Along with GDC Europe and Gamescom, Siggraph 2014 is going on in Vancouver, BC. At it, Intel had a DirectX 12 demo at their booth. This scene, containing 50,000 asteroids, each in its own draw call, was developed on both Direct3D 11 and Direct3D 12 code paths and could apparently be switched while the demo is running. Intel claims to have measured both power as well as frame rate.

Variable power to hit a desired frame rate, DX11 and DX12.

The test system is a Surface Pro 3 with an Intel HD 4400 GPU. Doing a bit of digging, this would make it the i5-based Surface Pro 3. Removing another shovel-load of mystery, this would be the Intel Core i5-4300U with two cores, four threads, 1.9 GHz base clock, up-to 2.9 GHz turbo clock, 3MB of cache, and (of course) based on the Haswell architecture.

While not top-of-the-line, it is also not bottom-of-the-barrel. It is a respectable CPU.

Intel's demo on this processor shows a significant power reduction in the CPU, and even a slight decrease in GPU power, for the same target frame rate. If power was not throttled, Intel's demo goes from 19 FPS all the way up to a playable 33 FPS.

Intel will discuss more during a video interview, tomorrow (Thursday) at 5pm EDT.

Maximum power in DirectX 11 mode.

For my contribution to the story, I would like to address the first comment on the MSDN article. It claims that this is just an "ideal scenario" of a scene that is bottlenecked by draw calls. The thing is: that is the point. Sure, a game developer could optimize the scene to (maybe) instance objects together, and so forth, but that is unnecessary work. Why should programmers, or worse, artists, need to spend so much of their time developing art so that it could be batch together into fewer, bigger commands? Would it not be much easier, and all-around better, if the content could be developed as it most naturally comes together?

That, of course, depends on how much performance improvement we will see from DirectX 12, compared to theoretical max efficiency. If pushing two workloads through a DX12 GPU takes about the same time as pushing one, double-sized workload, then it allows developers to, literally, perform whatever solution is most direct.

Maximum power when switching to DirectX 12 mode.

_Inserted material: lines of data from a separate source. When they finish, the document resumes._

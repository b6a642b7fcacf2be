use super::{push_parent, push_request, Level, PromptContext};

pub const PERSONA: &str = "You are an experienced product manager. You break epics into features that deliver clear user value and can be verified with concrete acceptance criteria.";

pub const REQUIRED_FIELDS: &[&str] = &[
    "title",
    "description",
    "userValue",
    "acceptanceCriteria",
    "status",
    "priority",
];

pub const MIN_ACCEPTANCE_CRITERIA: usize = 4;

pub fn render(ctx: &PromptContext) -> String {
    let mut buf = String::from("Create a feature that belongs to the parent epic below.\n\n");
    push_parent(
        &mut buf,
        ctx.parent.as_ref(),
        Level::Epic,
        "Business objective",
        |p| p.business_objective.as_deref(),
    );
    push_request(&mut buf, ctx);
    buf.push_str(
        r#"The feature must contribute directly to the parent epic.

Return a JSON object with exactly these fields:
{
  "title": "concise feature title, at most 80 characters",
  "description": "what the feature does and where it fits in the epic",
  "userValue": "the value a user gets from this feature",
  "acceptanceCriteria": ["4 to 6 criteria, each written as Given <context>, When <action>, Then <outcome>"],
  "status": "draft",
  "priority": "one of low, medium, high, critical"
}"#,
    );
    buf
}
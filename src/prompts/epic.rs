use super::{push_request, PromptContext};

pub const PERSONA: &str = "You are a strategic product lead. You turn broad business intentions into well-framed epics with a clear objective, measurable outcomes and the stakeholders who own them.";

pub const REQUIRED_FIELDS: &[&str] = &[
    "title",
    "description",
    "businessObjective",
    "successMetrics",
    "theme",
    "stakeholders",
    "startDate",
    "targetDate",
    "status",
];

pub fn render(ctx: &PromptContext) -> String {
    let mut buf = String::from("Create an epic for the following initiative.\n\n");
    push_request(&mut buf, ctx);
    buf.push_str(
        r#"Return a JSON object with exactly these fields:
{
  "title": "concise epic title, at most 80 characters",
  "description": "two or three sentences describing the initiative and its scope",
  "businessObjective": "the business outcome this epic drives",
  "successMetrics": ["3 to 5 measurable success metrics, each with a target value"],
  "theme": "the strategic theme this epic belongs to",
  "stakeholders": ["roles or teams with a stake in the outcome"],
  "startDate": "proposed start date as YYYY-MM-DD",
  "targetDate": "proposed completion date as YYYY-MM-DD, after startDate",
  "status": "draft"
}"#,
    );
    buf
}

If, on the other hand, pushing two workloads is 1000x slower than pushing a single, double-sized one, but DirectX 11 was 10,000x slower, then it could be less relevant because developers will still need to do their tricks in those situations. The closer it gets, the fewer occasions that strict optimization is necessary.

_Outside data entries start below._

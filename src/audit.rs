//! Append-only audit trail: one [`AuditRecord`] per handled request.
//!
//! The record schema is a durable contract for downstream tooling; field
//! names are the snake_case column names.  Writes are best-effort relative
//! to the caller-visible response: a failed write is logged and counted,
//! never surfaced.

use std::fs::{self, File, OpenOptions};
use std::io::{self, Write};
use std::path::{Path, PathBuf};
use std::sync::atomic::{AtomicU64, Ordering};
use std::sync::{Arc, Mutex};

use chrono::{DateTime, Utc};
use flate2::write::GzEncoder;
use flate2::Compression;
use serde::{Deserialize, Serialize};
use serde_json::Value;

use crate::config::RotationConfig;
use crate::Level;

#[derive(Debug, Clone, PartialEq, Serialize, Deserialize)]
pub struct AuditRecord {
    pub user_id: Option<String>,
    pub is_anonymous: bool,
    pub story_level: Level,
    /// Sanitized request.
    pub input_data: Value,
    /// Generated result; null on every failure path.
    pub output_data: Option<Value>,
    pub token_count: usize,
    pub execution_time_ms: u64,
    pub success: bool,
    pub error_message: Option<String>,
    pub ip_address: Option<String>,
    pub user_agent: Option<String>,
    pub created_at: DateTime<Utc>,
}

#[derive(Debug, thiserror::Error)]
pub enum AuditError {
    #[error("audit write failed: {0}")]
    Io(#[from] io::Error),
    #[error("audit record could not be serialized: {0}")]
    Serialize(#[from] serde_json::Error),
    #[error("audit writer lock poisoned")]
    Poisoned,
}

#[async_trait::async_trait]
pub trait AuditSink: Send + Sync {
    async fn write(&self, record: &AuditRecord) -> Result<(), AuditError>;
}

/// Size-based rotating file writer.  Backups are numbered upward from the
/// highest index already on disk (`<path>.1`, `<path>.2`, ..., optionally
/// gzipped to `<path>.N.gz`) and are never pruned or overwritten.
pub struct RotatingWriter {
    path: PathBuf,
    file: File,
    max_bytes: Option<u64>,
    compress: bool,
    next_backup: u64,
}

impl RotatingWriter {
    pub fn open(path: impl AsRef<Path>, rotation: &RotationConfig) -> io::Result<Self> {
        let path = path.as_ref().to_path_buf();
        let file = OpenOptions::new().create(true).append(true).open(&path)?;
        let next_backup = highest_backup_index(&path)? + 1;
        Ok(Self {
            path,
            file,
            max_bytes: rotation.max_bytes,
            compress: rotation.compress,
            next_backup,
        })
    }

    pub fn path(&self) -> &Path {
        &self.path
    }

    pub fn write_line(&mut self, line: &str) -> io::Result<()> {
        if let Some(limit) = self.max_bytes {
            let size = self.path.metadata().map(|m| m.len()).unwrap_or(0);
            if size > 0 && size >= limit {
                self.rotate()?;
            }
        }
        writeln!(self.file, "{}", line)?;
        self.file.flush()
    }

    fn backup(&self, idx: u64) -> PathBuf {
        let mut name = self.path.clone().into_os_string();
        name.push(format!(".{}", idx));
        PathBuf::from(name)
    }

    fn gz(path: &Path) -> PathBuf {
        let mut name = path.to_path_buf().into_os_string();
        name.push(".gz");
        PathBuf::from(name)
    }

    fn rotate(&mut self) -> io::Result<()> {
        let mut target = self.backup(self.next_backup);
        while target.exists() || Self::gz(&target).exists() {
            self.next_backup += 1;
            target = self.backup(self.next_backup);
        }
        fs::rename(&self.path, &target)?;
        self.next_backup += 1;
        if self.compress {
            Self::compress_backup(&target);
        }
        self.file = OpenOptions::new()
            .create(true)
            .append(true)
            .open(&self.path)?;
        Ok(())
    }

    /// Gzip `backup` next to itself.  The plain file is removed only after
    /// the archive is fully written.
    fn compress_backup(backup: &Path) {
        let gz_name = Self::gz(backup);
        let result = fs::read(backup).and_then(|data| {
            let mut gz = GzEncoder::new(Vec::new(), Compression::default());
            gz.write_all(&data)?;
            fs::write(&gz_name, gz.finish()?)?;
            fs::remove_file(backup)
        });
        if let Err(err) = result {
            tracing::warn!(path = %backup.display(), error = %err, "failed to compress rotated audit log");
        }
    }
}

/// Largest `N` among existing `<path>.N` / `<path>.N.gz` siblings, or 0.
fn highest_backup_index(path: &Path) -> io::Result<u64> {
    let Some(stem) = path.file_name().and_then(|n| n.to_str()) else {
        return Ok(0);
    };
    let dir = match path.parent() {
        Some(p) if !p.as_os_str().is_empty() => p.to_path_buf(),
        _ => PathBuf::from("."),
    };
    let prefix = format!("{}.", stem);
    let mut highest = 0;
    for entry in fs::read_dir(dir)? {
        let name = entry?.file_name();
        let Some(rest) = name.to_str().and_then(|n| n.strip_prefix(&prefix)) else {
            continue;
        };
        let digits = rest.strip_suffix(".gz").unwrap_or(rest);
        if let Ok(idx) = digits.parse::<u64>() {
            highest = highest.max(idx);
        }
    }
    Ok(highest)
}

/// Newline-delimited JSON file sink.
pub struct JsonlAuditSink {
    writer: Mutex<RotatingWriter>,
}

impl JsonlAuditSink {
    pub fn open(path: impl AsRef<Path>, rotation: &RotationConfig) -> io::Result<Self> {
        Ok(Self {
            writer: Mutex::new(RotatingWriter::open(path, rotation)?),
        })
    }
}

#[async_trait::async_trait]
impl AuditSink for JsonlAuditSink {
    async fn write(&self, record: &AuditRecord) -> Result<(), AuditError> {
        let line = serde_json::to_string(record)?;
        let mut guard = self.writer.lock().map_err(|_| AuditError::Poisoned)?;
        guard.write_line(&line)?;
        Ok(())
    }
}

/// Fallback sink when no audit file is configured: records go to the
/// `audit` tracing target.
pub struct TracingAuditSink;

#[async_trait::async_trait]
impl AuditSink for TracingAuditSink {
    async fn write(&self, record: &AuditRecord) -> Result<(), AuditError> {
        let line = serde_json::to_string(record)?;
        tracing::info!(target: "audit", record = %line, "audit record");
        Ok(())
    }
}

#[derive(Clone)]
pub struct AuditLogger {
    sink: Arc<dyn AuditSink>,
    records_total: Arc<AtomicU64>,
    write_errors_total: Arc<AtomicU64>,
}

impl AuditLogger {
    pub fn new(sink: Arc<dyn AuditSink>) -> Self {
        Self {
            sink,
            records_total: Arc::new(AtomicU64::new(0)),
            write_errors_total: Arc::new(AtomicU64::new(0)),
        }
    }

    /// Open the JSONL sink at `path`, or fall back to tracing output.
    pub fn from_config(path: Option<&str>, rotation: &RotationConfig) -> Self {
        let sink: Arc<dyn AuditSink> = match path {
            Some(p) => match JsonlAuditSink::open(p, rotation) {
                Ok(sink) => Arc::new(sink),
                Err(e) => {
                    tracing::warn!(path = %p, error = %e, "Failed to open AUDIT_LOG_FILE; audit records go to the log");
                    Arc::new(TracingAuditSink)
                }
            },
            None => {
                tracing::warn!("AUDIT_LOG_FILE not set; audit records go to the log");
                Arc::new(TracingAuditSink)
            }
        };
        Self::new(sink)
    }

    /// Persist `record`.  Failures are logged and counted, never returned.
    pub async fn record(&self, record: &AuditRecord) {
        match self.sink.write(record).await {
            Ok(()) => {
                self.records_total.fetch_add(1, Ordering::Relaxed);
            }
            Err(err) => {
                self.write_errors_total.fetch_add(1, Ordering::Relaxed);
                tracing::warn!(
                    error = %err,
                    level = %record.story_level,
                    success = record.success,
                    "audit record dropped"
                );
            }
        }
    }

    pub fn records_total(&self) -> u64 {
        self.records_total.load(Ordering::Relaxed)
    }

    pub fn write_errors_total(&self) -> u64 {
        self.write_errors_total.load(Ordering::Relaxed)
    }
}

#[cfg(test)]
mod tests {
    use super::*;
    use serde_json::json;
    use std::io::Read;
    use tempfile::tempdir;

    fn record(success: bool) -> AuditRecord {
        AuditRecord {
            user_id: None,
            is_anonymous: true,
            story_level: Level::Story,
            input_data: json!({"userInput": "x"}),
            output_data: success.then(|| json!({"title": "t"})),
            token_count: 12,
            execution_time_ms: 5,
            success,
            error_message: (!success).then(|| "boom".to_string()),
            ip_address: Some("127.0.0.1".into()),
            user_agent: None,
            created_at: Utc::now(),
        }
    }

    fn no_rotation() -> RotationConfig {
        RotationConfig {
            max_bytes: None,
            compress: false,
        }
    }

    #[tokio::test]
    async fn jsonl_sink_appends_snake_case_lines() {
        let dir = tempdir().unwrap();
        let path = dir.path().join("audit.jsonl");
        let logger = AuditLogger::from_config(path.to_str(), &no_rotation());
        logger.record(&record(true)).await;
        logger.record(&record(false)).await;

        let content = fs::read_to_string(&path).unwrap();
        let lines: Vec<Value> = content
            .lines()
            .map(|l| serde_json::from_str(l).unwrap())
            .collect();
        assert_eq!(lines.len(), 2);
        assert_eq!(lines[0]["story_level"], json!("story"));
        assert_eq!(lines[1]["output_data"], Value::Null);
        assert_eq!(lines[1]["error_message"], json!("boom"));
        assert!(lines[0].get("execution_time_ms").is_some());
        assert_eq!(logger.records_total(), 2);
        assert_eq!(logger.write_errors_total(), 0);
    }

    /// Every line across the live file and all backups, gzipped or not.
    fn lines_on_disk(dir: &Path) -> Vec<Value> {
        let mut lines = Vec::new();
        for entry in fs::read_dir(dir).unwrap() {
            let path = entry.unwrap().path();
            let text = if path.extension().map_or(false, |e| e == "gz") {
                let mut out = String::new();
                flate2::read::GzDecoder::new(File::open(&path).unwrap())
                    .read_to_string(&mut out)
                    .unwrap();
                out
            } else {
                fs::read_to_string(&path).unwrap()
            };
            lines.extend(text.lines().map(|l| serde_json::from_str::<Value>(l).unwrap()));
        }
        lines
    }

    #[tokio::test]
    async fn rotation_never_drops_records() {
        for compress in [false, true] {
            let dir = tempdir().unwrap();
            let path = dir.path().join("audit.jsonl");
            let rotation = RotationConfig {
                max_bytes: Some(10),
                compress,
            };
            let sink = JsonlAuditSink::open(&path, &rotation).unwrap();
            for _ in 0..7 {
                sink.write(&record(true)).await.unwrap();
            }
            assert_eq!(lines_on_disk(dir.path()).len(), 7, "compress={compress}");
            let newest = if compress { "audit.jsonl.6.gz" } else { "audit.jsonl.6" };
            assert!(dir.path().join(newest).exists());
            assert!(!dir.path().join("audit.jsonl.7").exists());
        }
    }

    #[tokio::test]
    async fn reopening_continues_backup_numbering() {
        let dir = tempdir().unwrap();
        let path = dir.path().join("audit.jsonl");
        let rotation = RotationConfig {
            max_bytes: Some(200),
            compress: true,
        };
        for _ in 0..2 {
            let sink = JsonlAuditSink::open(&path, &rotation).unwrap();
            for _ in 0..4 {
                sink.write(&record(false)).await.unwrap();
            }
        }
        assert!(dir.path().join("audit.jsonl.1.gz").exists());
        assert_eq!(lines_on_disk(dir.path()).len(), 8);
        assert!(fs::metadata(&path).unwrap().len() > 0);
    }

    struct FailingSink;

    #[async_trait::async_trait]
    impl AuditSink for FailingSink {
        async fn write(&self, _record: &AuditRecord) -> Result<(), AuditError> {
            Err(AuditError::Io(io::Error::new(io::ErrorKind::Other, "disk full")))
        }
    }

    #[tokio::test]
    async fn failed_writes_are_counted_not_raised() {
        let logger = AuditLogger::new(Arc::new(FailingSink));
        logger.record(&record(true)).await;
        assert_eq!(logger.records_total(), 0);
        assert_eq!(logger.write_errors_total(), 1);
    }
}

If there are any DirectX 11 game developers, artists, and producers out there, we would like to hear from you. How much would a (let's say) 90% reduction in draw call latency (which is around what Mantle claims) give you, in terms of fewer required optimizations? Can you afford to solve problems "the naive way" now? Some of the time? Most of the time? Would it still be worth it to do things like object instancing and fewer, larger materials and shaders? How often?